Can you restate the lines of the entries below, word for word, from the first one through the line that includes "pub use export::CsvExporter;"?

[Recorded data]
Segment Open
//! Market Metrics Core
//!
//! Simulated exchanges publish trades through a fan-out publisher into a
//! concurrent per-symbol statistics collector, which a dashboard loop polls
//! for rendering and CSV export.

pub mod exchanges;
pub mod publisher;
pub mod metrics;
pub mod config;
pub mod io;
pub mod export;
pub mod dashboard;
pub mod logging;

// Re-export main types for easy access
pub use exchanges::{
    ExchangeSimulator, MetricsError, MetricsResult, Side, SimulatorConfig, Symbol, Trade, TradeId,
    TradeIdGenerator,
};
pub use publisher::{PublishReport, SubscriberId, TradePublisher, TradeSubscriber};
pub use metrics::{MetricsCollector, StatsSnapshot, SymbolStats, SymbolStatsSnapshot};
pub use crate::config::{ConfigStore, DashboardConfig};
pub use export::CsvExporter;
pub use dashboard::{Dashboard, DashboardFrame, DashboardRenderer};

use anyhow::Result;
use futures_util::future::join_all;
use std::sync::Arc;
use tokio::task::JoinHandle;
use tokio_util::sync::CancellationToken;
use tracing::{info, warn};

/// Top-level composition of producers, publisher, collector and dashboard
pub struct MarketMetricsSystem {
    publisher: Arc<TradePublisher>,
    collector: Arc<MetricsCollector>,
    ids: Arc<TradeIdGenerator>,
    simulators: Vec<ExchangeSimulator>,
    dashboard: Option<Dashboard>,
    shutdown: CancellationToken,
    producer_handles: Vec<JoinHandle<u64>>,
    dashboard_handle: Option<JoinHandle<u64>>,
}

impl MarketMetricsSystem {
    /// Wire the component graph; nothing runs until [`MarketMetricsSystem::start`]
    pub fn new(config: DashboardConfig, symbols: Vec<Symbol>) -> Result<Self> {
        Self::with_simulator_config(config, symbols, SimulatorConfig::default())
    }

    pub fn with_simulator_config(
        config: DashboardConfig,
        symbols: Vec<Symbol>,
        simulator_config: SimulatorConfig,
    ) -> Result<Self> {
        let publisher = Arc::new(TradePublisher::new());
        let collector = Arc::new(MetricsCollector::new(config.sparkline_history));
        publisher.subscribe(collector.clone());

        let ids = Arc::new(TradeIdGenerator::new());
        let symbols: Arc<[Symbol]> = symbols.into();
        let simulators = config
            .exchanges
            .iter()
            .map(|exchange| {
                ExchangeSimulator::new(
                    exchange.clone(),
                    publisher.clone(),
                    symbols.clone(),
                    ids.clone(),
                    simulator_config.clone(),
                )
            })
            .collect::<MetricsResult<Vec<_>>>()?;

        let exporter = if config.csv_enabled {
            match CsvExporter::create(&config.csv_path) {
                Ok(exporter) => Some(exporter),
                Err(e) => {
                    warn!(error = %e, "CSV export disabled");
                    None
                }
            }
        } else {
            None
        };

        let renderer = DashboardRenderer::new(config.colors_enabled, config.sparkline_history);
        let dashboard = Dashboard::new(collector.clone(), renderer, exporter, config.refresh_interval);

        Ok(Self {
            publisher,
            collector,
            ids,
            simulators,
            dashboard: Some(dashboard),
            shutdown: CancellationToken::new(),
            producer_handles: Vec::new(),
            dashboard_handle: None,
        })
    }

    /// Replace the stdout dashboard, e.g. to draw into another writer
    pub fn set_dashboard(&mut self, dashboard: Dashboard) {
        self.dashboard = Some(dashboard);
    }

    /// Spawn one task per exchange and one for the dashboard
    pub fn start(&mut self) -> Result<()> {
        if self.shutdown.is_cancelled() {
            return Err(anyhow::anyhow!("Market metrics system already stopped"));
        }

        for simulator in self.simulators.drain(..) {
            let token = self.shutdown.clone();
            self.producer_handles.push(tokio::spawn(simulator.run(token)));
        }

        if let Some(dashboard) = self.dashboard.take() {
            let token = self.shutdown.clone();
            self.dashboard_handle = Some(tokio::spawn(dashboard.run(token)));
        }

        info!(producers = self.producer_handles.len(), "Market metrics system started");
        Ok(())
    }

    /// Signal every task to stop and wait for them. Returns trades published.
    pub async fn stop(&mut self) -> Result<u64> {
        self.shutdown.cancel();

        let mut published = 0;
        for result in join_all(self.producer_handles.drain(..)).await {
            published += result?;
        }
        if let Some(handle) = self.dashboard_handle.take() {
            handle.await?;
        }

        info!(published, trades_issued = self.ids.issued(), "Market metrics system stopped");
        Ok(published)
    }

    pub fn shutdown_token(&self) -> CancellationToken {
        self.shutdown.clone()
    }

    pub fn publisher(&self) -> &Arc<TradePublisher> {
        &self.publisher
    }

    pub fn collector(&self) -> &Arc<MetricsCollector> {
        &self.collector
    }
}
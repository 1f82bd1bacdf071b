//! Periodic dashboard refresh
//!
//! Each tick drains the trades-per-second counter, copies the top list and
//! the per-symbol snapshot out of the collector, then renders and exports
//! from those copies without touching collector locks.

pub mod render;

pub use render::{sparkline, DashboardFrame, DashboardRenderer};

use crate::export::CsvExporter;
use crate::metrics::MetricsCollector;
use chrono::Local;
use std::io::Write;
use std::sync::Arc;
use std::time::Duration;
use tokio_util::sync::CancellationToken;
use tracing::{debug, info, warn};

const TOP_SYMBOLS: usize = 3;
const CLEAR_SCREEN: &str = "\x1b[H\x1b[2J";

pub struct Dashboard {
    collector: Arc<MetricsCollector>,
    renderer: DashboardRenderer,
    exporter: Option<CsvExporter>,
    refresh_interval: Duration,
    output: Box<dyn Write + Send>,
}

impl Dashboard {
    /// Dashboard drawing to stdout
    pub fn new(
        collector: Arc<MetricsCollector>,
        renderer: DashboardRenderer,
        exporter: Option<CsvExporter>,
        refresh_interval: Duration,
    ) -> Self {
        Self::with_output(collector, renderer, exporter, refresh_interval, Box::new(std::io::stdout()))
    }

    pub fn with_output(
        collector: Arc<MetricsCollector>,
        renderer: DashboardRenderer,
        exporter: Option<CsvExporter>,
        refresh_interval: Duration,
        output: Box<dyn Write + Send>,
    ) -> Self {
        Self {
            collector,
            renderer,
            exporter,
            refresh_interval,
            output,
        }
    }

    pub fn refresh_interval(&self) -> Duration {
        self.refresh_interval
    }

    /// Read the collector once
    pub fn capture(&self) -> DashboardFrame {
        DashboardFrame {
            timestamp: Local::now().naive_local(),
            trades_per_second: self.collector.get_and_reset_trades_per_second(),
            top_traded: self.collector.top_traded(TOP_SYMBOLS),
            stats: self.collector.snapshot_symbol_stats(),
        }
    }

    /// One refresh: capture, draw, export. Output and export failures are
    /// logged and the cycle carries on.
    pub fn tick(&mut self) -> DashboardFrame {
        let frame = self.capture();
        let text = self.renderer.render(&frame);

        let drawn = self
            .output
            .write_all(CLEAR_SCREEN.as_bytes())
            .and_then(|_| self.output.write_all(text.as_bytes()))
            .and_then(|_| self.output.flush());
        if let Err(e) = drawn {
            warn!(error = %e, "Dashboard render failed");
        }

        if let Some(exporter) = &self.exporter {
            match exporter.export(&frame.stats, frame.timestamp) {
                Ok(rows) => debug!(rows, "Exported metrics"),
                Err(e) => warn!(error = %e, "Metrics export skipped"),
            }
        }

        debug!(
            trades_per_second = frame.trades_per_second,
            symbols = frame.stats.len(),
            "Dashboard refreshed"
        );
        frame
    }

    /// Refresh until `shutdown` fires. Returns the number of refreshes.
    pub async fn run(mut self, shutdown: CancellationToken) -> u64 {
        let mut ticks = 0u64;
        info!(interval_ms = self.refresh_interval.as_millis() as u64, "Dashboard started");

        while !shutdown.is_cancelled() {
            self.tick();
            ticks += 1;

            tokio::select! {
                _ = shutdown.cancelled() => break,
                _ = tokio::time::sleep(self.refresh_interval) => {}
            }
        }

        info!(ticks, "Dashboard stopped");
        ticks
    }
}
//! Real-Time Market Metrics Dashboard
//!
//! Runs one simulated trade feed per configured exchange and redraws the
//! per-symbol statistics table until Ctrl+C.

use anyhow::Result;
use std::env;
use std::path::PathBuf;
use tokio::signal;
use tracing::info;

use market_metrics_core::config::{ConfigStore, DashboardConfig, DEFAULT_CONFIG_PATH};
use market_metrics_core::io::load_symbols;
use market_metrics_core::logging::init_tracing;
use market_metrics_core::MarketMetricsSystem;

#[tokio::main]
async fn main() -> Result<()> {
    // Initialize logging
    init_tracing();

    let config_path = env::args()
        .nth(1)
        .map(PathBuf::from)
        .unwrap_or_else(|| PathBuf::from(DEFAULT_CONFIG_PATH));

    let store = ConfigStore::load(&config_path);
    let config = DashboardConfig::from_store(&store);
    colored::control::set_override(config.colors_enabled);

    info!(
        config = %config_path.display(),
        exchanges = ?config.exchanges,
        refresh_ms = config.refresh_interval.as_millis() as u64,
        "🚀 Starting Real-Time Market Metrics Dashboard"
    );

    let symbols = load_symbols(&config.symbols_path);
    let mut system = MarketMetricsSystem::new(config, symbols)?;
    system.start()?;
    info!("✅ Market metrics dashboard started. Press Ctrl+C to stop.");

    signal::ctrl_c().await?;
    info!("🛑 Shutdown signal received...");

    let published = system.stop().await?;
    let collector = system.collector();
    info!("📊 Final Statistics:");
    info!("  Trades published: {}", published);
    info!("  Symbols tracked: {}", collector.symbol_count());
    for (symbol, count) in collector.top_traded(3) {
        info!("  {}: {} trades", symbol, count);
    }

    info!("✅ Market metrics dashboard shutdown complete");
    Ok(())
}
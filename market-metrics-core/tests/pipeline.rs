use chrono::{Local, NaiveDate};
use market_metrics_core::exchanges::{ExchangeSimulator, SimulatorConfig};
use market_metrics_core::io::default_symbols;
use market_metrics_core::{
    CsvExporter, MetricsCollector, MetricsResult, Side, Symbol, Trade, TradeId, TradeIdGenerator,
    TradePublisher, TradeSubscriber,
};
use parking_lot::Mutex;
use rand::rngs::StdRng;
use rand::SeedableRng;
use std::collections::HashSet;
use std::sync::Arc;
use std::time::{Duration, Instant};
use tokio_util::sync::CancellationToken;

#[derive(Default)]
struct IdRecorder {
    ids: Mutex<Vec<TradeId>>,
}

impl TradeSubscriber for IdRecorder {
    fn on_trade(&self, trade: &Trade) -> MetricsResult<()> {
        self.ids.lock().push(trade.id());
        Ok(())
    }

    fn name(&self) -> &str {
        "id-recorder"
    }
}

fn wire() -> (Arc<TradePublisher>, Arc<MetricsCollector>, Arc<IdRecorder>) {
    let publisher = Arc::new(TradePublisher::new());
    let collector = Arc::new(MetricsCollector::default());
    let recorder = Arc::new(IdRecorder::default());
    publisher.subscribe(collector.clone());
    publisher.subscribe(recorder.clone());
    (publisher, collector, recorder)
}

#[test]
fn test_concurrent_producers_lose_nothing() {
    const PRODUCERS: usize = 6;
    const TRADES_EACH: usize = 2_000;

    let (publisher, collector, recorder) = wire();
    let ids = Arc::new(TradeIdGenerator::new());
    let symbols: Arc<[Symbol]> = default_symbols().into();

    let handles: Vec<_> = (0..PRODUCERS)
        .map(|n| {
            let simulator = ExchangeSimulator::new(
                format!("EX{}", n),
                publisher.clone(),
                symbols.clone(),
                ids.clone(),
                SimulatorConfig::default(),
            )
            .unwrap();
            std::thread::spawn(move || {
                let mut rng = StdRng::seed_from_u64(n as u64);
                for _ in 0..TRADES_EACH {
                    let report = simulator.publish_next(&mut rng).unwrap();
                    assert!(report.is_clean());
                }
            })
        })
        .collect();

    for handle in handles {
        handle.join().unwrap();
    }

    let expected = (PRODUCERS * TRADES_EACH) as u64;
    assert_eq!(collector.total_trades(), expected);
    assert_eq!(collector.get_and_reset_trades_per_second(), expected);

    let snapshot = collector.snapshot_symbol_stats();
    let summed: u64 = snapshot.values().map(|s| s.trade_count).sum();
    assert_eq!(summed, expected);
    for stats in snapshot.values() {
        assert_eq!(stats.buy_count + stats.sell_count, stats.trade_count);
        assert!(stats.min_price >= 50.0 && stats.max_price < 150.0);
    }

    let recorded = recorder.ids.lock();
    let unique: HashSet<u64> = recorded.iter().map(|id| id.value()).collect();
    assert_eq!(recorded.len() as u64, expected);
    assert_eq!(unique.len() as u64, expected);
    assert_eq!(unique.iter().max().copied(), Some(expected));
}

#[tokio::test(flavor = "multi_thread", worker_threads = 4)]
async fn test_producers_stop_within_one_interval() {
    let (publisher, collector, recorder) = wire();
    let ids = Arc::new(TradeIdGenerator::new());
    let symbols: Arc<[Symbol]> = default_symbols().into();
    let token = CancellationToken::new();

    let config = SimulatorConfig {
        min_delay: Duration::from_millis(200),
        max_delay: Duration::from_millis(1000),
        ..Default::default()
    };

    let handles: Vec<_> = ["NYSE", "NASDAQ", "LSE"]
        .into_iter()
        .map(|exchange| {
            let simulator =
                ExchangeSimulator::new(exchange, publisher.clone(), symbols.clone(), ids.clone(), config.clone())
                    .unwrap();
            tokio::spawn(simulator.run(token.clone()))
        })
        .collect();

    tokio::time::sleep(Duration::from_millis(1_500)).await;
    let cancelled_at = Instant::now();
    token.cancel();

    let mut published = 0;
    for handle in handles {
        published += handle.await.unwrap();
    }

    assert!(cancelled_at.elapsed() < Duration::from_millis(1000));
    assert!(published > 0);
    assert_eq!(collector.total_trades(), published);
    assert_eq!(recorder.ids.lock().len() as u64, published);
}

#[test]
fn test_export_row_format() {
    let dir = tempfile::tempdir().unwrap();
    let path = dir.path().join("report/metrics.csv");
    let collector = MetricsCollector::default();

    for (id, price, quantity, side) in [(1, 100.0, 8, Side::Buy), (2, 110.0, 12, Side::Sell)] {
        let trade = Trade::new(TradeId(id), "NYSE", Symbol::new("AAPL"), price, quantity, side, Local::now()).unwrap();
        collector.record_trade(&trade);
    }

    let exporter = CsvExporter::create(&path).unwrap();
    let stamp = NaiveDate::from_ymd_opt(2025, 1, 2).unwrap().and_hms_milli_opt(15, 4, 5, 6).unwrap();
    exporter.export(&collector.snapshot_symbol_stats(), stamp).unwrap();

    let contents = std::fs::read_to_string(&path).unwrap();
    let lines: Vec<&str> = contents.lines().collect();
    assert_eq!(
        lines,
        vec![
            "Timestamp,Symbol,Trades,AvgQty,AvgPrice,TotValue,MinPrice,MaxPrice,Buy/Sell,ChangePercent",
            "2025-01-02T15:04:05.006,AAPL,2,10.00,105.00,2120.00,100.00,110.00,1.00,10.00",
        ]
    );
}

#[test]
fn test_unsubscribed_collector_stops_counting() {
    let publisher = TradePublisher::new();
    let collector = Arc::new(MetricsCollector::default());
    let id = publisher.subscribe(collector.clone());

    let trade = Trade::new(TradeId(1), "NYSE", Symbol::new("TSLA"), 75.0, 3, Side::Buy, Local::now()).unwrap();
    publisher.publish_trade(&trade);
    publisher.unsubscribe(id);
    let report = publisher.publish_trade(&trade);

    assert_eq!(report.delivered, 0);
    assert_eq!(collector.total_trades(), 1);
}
Segment Closed
#### Result of the task
//! Market Metrics Core
//!
//! Simulated exchanges publish trades through a fan-out publisher into a
//! concurrent per-symbol statistics collector, which a dashboard loop polls
//! for rendering and CSV export.

pub mod exchanges;
pub mod publisher;
pub mod metrics;
pub mod config;
pub mod io;
pub mod export;
pub mod dashboard;
pub mod logging;

// Re-export main types for easy access
pub use exchanges::{
    ExchangeSimulator, MetricsError, MetricsResult, Side, SimulatorConfig, Symbol, Trade, TradeId,
    TradeIdGenerator,
};
pub use publisher::{PublishReport, SubscriberId, TradePublisher, TradeSubscriber};
pub use metrics::{MetricsCollector, StatsSnapshot, SymbolStats, SymbolStatsSnapshot};
pub use crate::config::{ConfigStore, DashboardConfig};
pub use export::CsvExporter;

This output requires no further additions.